[Editor’s Note: This guest post is by Tom Reamy, Chief Knowledge Architect and founder of KAPS Group, a group of knowledge architecture, taxonomy, and eLearning consultants. Tom has 20 years of experience in information architecture, intranet management and consulting, and education and training software. Tom will be presenting a tutorial, Text Analytics for Semantic Applications and moderating a panel, Emotional Semantics – Beyond Sentiment at the upcoming SemTechBiz Conference in San Francisco.]
While sentiment analysis continues to generate a lot of press, it is not clear how much real value organizations are deriving from it. One reason for that is that the standard approach to sentiment has been mostly statistical and/or long lists of sentiment terms. However, if you add in other, advanced text analytics capabilities such as auto-categorization using advanced operators, you can not only develop more sophisticated sentiment analysis, you can also develop a whole new class of applications that either enhance and/or go beyond simple sentiment analysis.
These advanced operators include such commands as DEST_6 (count two words as a positive indicator only if they are with 6 words of each other) or SENT (only count words in the same sentence).
The first part of this rule simply states that the software should count any variation of the word “customer” if it is within 5 words of any variation of the words “phone” and “lost” or “stolen”. Additional parts of the rule specify to not count these hits if the key word “customer” appears in specific phrases. This last part can eliminate what are called false positives.
Currently, a lot of sentiment analysis is done with just long lists of positive and negative words and phrases like “fantastic” or “great phone”. The problem is that “great phone” looks like a positive sentiment unless it is in a phrase like “This could be a great phone if it weren’t for the lack of reception” which is not only not very positive, but it also misses the need to address a particular feature.
In this example, the rule with the advanced operator states that you should look for any variant of the word “terrible” (which typically would include a lot of different words) within the same sentence as the word “support”. And in the example of “great phone” above you could write a rule that stated that “great phone” was positive unless it appeared in the same sentence as a word that scored a negative hit.
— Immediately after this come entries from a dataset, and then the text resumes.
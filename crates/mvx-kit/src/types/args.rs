//! Smart contract call arguments and call-data assembly.
//!
//! Call data is an `@`-delimited string: a function name followed by one
//! hex token per argument.
//!
//! ```
//! use mvx_kit::{Arg, build_call_data, encode_args};
//!
//! let args = encode_args(&[Arg::from(255u64), Arg::from("hello"), Arg::from(true)]).unwrap();
//! assert_eq!(args, ["ff", "68656c6c6f", "01"]);
//!
//! let data = build_call_data("myFunction", &args).unwrap();
//! assert_eq!(data, "myFunction@ff@68656c6c6f@01");
//! ```

use alloy_primitives::U256;
use serde_json::Value;

use crate::error::Error;

use super::Address;

/// Hex token used for any zero magnitude.
pub(crate) const ZERO_HEX: &str = "00";

/// A typed smart contract argument.
#[derive(Clone, Debug, PartialEq, Eq)]
pub enum Arg {
    /// Unsigned integer of up to 256 bits, encoded as minimal hex.
    BigUint(U256),
    /// Signed integer; must be non-negative to be encoded.
    Int(i64),
    /// Text. Strings shaped like an address are encoded as the address's
    /// 32-byte public key, everything else as its UTF-8 bytes.
    Text(String),
    /// Boolean, encoded as `01` or `00`.
    Bool(bool),
    /// An account address, encoded as its 32-byte public key.
    Address(Address),
}

impl Arg {
    /// Encode this argument as a hex token.
    pub fn encode(&self) -> Result<String, Error> {
        encode_arg(self)
    }

    /// Name of the argument's kind, as used in error messages.
    pub fn kind(&self) -> &'static str {
        match self {
            Arg::BigUint(_) => "biguint",
            Arg::Int(_) => "int",
            Arg::Text(_) => "string",
            Arg::Bool(_) => "bool",
            Arg::Address(_) => "address",
        }
    }
}

/// Minimal lowercase hex of an unsigned magnitude; zero renders as `"00"`.
pub(crate) fn magnitude_hex(value: U256) -> String {
    if value.is_zero() {
        ZERO_HEX.to_string()
    } else {
        format!("{:x}", value)
    }
}

/// Encode a single argument as a hex token.
pub fn encode_arg(arg: &Arg) -> Result<String, Error> {
    match arg {
        Arg::BigUint(value) => Ok(magnitude_hex(*value)),
        Arg::Int(value) => {
            if *value < 0 {
                return Err(Error::invalid_argument(format!(
                    "Negative integers are not supported: {}",
                    value
                )));
            }
            Ok(magnitude_hex(U256::from(*value as u64)))
        }
        Arg::Text(text) => {
            if Address::looks_like_address(text) {
                let public_key = Address::decode(text).map_err(|e| {
                    Error::invalid_argument(format!("Invalid address argument '{}': {}", text, e))
                })?;
                Ok(hex::encode(public_key))
            } else {
                Ok(hex::encode(text.as_bytes()))
            }
        }
        Arg::Bool(true) => Ok("01".to_string()),
        Arg::Bool(false) => Ok(ZERO_HEX.to_string()),
        Arg::Address(address) => Ok(address.to_hex()),
    }
}

/// Encode an ordered sequence of arguments, preserving order.
pub fn encode_args(args: &[Arg]) -> Result<Vec<String>, Error> {
    args.iter().map(encode_arg).collect()
}

/// Join a function name and encoded arguments into a call-data string.
///
/// Every argument must be a non-empty string of hex digits.
pub fn build_call_data(
    function: &str,
    encoded_args: &[impl AsRef<str>],
) -> Result<String, Error> {
    if function.is_empty() {
        return Err(Error::invalid_argument("Function name cannot be empty"));
    }

    let mut data = function.to_string();
    for arg in encoded_args {
        let arg = arg.as_ref();
        if arg.is_empty() {
            return Err(Error::invalid_argument("Argument encodes to an empty hex string"));
        }
        if !arg.chars().all(|c| c.is_ascii_hexdigit()) {
            return Err(Error::invalid_argument(format!(
                "Argument is not a valid hex string: {}",
                arg
            )));
        }
        data.push('@');
        data.push_str(arg);
    }
    Ok(data)
}

// ============================================================================
// Conversions
// ============================================================================

impl From<U256> for Arg {
    fn from(value: U256) -> Self {
        Arg::BigUint(value)
    }
}

impl From<u128> for Arg {
    fn from(value: u128) -> Self {
        Arg::BigUint(U256::from(value))
    }
}

impl From<u64> for Arg {
    fn from(value: u64) -> Self {
        Arg::BigUint(U256::from(value))
    }
}

impl From<u32> for Arg {
    fn from(value: u32) -> Self {
        Arg::BigUint(U256::from(value))
    }
}

impl From<i64> for Arg {
    fn from(value: i64) -> Self {
        Arg::Int(value)
    }
}

impl From<i32> for Arg {
    fn from(value: i32) -> Self {
        Arg::Int(value as i64)
    }
}

impl From<bool> for Arg {
    fn from(value: bool) -> Self {
        Arg::Bool(value)
    }
}

impl From<&str> for Arg {
    fn from(value: &str) -> Self {
        Arg::Text(value.to_string())
    }
}

impl From<String> for Arg {
    fn from(value: String) -> Self {
        Arg::Text(value)
    }
}

impl From<Address> for Arg {
    fn from(value: Address) -> Self {
        Arg::Address(value)
    }
}

impl From<&Address> for Arg {
    fn from(value: &Address) -> Self {
        Arg::Address(value.clone())
    }
}

/// Map a dynamically typed JSON value onto an argument.
///
/// `null`, floating point numbers, arrays and objects have no call-data
/// encoding and fail with [`Error::UnsupportedArgumentType`].
impl TryFrom<Value> for Arg {
    type Error = Error;

    fn try_from(value: Value) -> Result<Self, Self::Error> {
        match value {
            Value::Bool(b) => Ok(Arg::Bool(b)),
            Value::String(s) => Ok(Arg::Text(s)),
            Value::Number(n) => {
                if let Some(u) = n.as_u64() {
                    Ok(Arg::BigUint(U256::from(u)))
                } else if let Some(i) = n.as_i64() {
                    Ok(Arg::Int(i))
                } else {
                    Err(Error::UnsupportedArgumentType("float".to_string()))
                }
            }
            Value::Null => Err(Error::UnsupportedArgumentType("null".to_string())),
            Value::Array(_) => Err(Error::UnsupportedArgumentType("array".to_string())),
            Value::Object(_) => Err(Error::UnsupportedArgumentType("object".to_string())),
        }
    }
}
Enhancing sentiment analysis is an important topic in its own right, but in addition, there are other kinds of applications that can be built using sentiment analysis techniques in conjunction with advanced auto-categorization capabilities.
The first application is expertise analysis which is a research area I’ve been working in for a couple of years. Expertise analysis is basically using text analytics software to characterize the level of expertise in a document or collection of documents, for an author’s set of works, or for an entire community. This is possible because experts think differently than non-experts (within their field) in a number of ways that can be captured in text.
First, experts tend to focus on process or procedures rather than subject. In other words, their articles will be more about techniques within a field rather than explaining the subject matter of the field. They also chunk ideas based on deeper functional properties than non-experts and their “chunks” tend to be bigger.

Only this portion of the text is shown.